Stored items
────

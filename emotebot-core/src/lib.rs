// src/lib.rs

pub mod bot;
pub mod config;
pub mod context;
pub mod http;
pub mod platforms;
pub mod services;
pub mod status;
pub mod tasks;
pub mod test_utils;

pub use bot::EmoteBot;
pub use config::BotConfig;
pub use context::BotContext;
pub use emotebot_common::error::Error;
pub use http::{DefaultHttpClient, HttpClient};
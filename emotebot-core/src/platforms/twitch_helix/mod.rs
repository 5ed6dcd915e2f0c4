// File: src/platforms/twitch_helix/mod.rs

pub mod streams;

pub use streams::{parse_live_status, TwitchHelixStatusApi, HELIX_STREAMS_URL};
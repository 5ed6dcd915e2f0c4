pub mod client;
pub mod events;
pub mod message;
pub mod runtime;

pub use client::{IrcSettings, TwitchIrcClient};
pub use events::{to_chat_event, SessionInfo};
pub use message::IrcMessage;
pub use runtime::TwitchIrcTransport;
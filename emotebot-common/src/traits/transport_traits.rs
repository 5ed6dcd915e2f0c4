// File: emotebot-common/src/traits/transport_traits.rs

use async_trait::async_trait;
use crate::Error;

/// Outbound side of a chat connection. Inbound traffic is delivered
/// separately as [`crate::models::ChatEvent`]s.
#[async_trait]
pub trait ChatTransport: Send + Sync {
    /// Starts a new connection attempt. Success only means the socket is up;
    /// the session is usable once a `Connected` event arrives.
    async fn connect(&self) -> Result<(), Error>;

    /// Fire-and-forget send of a chat line to `channel`.
    async fn say(&self, channel: &str, text: &str) -> Result<(), Error>;
}

/// Streaming platform endpoint reporting whether a channel is broadcasting.
#[async_trait]
pub trait StreamStatusApi: Send + Sync {
    /// Returns the raw response body; interpreting it is up to the caller.
    async fn fetch_stream_status(&self, channel: &str) -> Result<String, Error>;
}
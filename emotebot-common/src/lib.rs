// File: emotebot-common/src/lib.rs

pub mod error;
pub mod models;
pub mod traits;

pub use error::Error;
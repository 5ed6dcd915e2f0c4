// ================================================================
// File: emotebot-common/src/error.rs
// ================================================================

use thiserror::Error;

#[derive(Debug, Error)]
pub enum Error {
    #[error("HTTP error: {0}")]
    Http(#[from] reqwest::Error),

    #[error("JSON error: {0}")]
    Json(#[from] serde_json::Error),

    #[error("I/O error: {0}")]
    Io(#[from] std::io::Error),

    #[error("Config file error: {0}")]
    Toml(#[from] toml::de::Error),

    #[error("Invalid configuration: {0}")]
    Config(String),

    #[error("Platform error: {0}")]
    Platform(String),

    #[error("Not connected to the chat server")]
    NotConnected,

    #[error("Parse error: {0}")]
    Parse(String),

    /// The only unrecoverable condition: the reconnect supervisor ran out of attempts.
    #[error("Tried to reconnect {0} times, giving up")]
    ReconnectExhausted(u32),
}

impl From<String> for Error {
    fn from(s: String) -> Self {
        Error::Parse(s)
    }
}

impl From<&str> for Error {
    fn from(s: &str) -> Self {
        Error::Parse(s.to_string())
    }
}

────

■ **Assignment**: Look above for the line with "filename emotebot-core/src/platforms/twitch_helix/mod.rs" and the line with "filename emotebot-common/src/traits/transport_traits.rs"; transcribe both and all lines in between, exactly, and nothing else.

■ **Output below**:
filename emotebot-core/src/platforms/twitch_helix/mod.rs
repository 5ed6dcd915e2f0c4
// File: src/platforms/twitch_helix/mod.rs

pub mod streams;

pub use streams::{parse_live_status, TwitchHelixStatusApi, HELIX_STREAMS_URL};
repository 5ed6dcd915e2f0c4
pub mod client;
pub mod events;
pub mod message;
pub mod runtime;

pub use client::{IrcSettings, TwitchIrcClient};
pub use events::{to_chat_event, SessionInfo};
pub use message::IrcMessage;
pub use runtime::TwitchIrcTransport;
filename emotebot-common/src/traits/transport_traits.rs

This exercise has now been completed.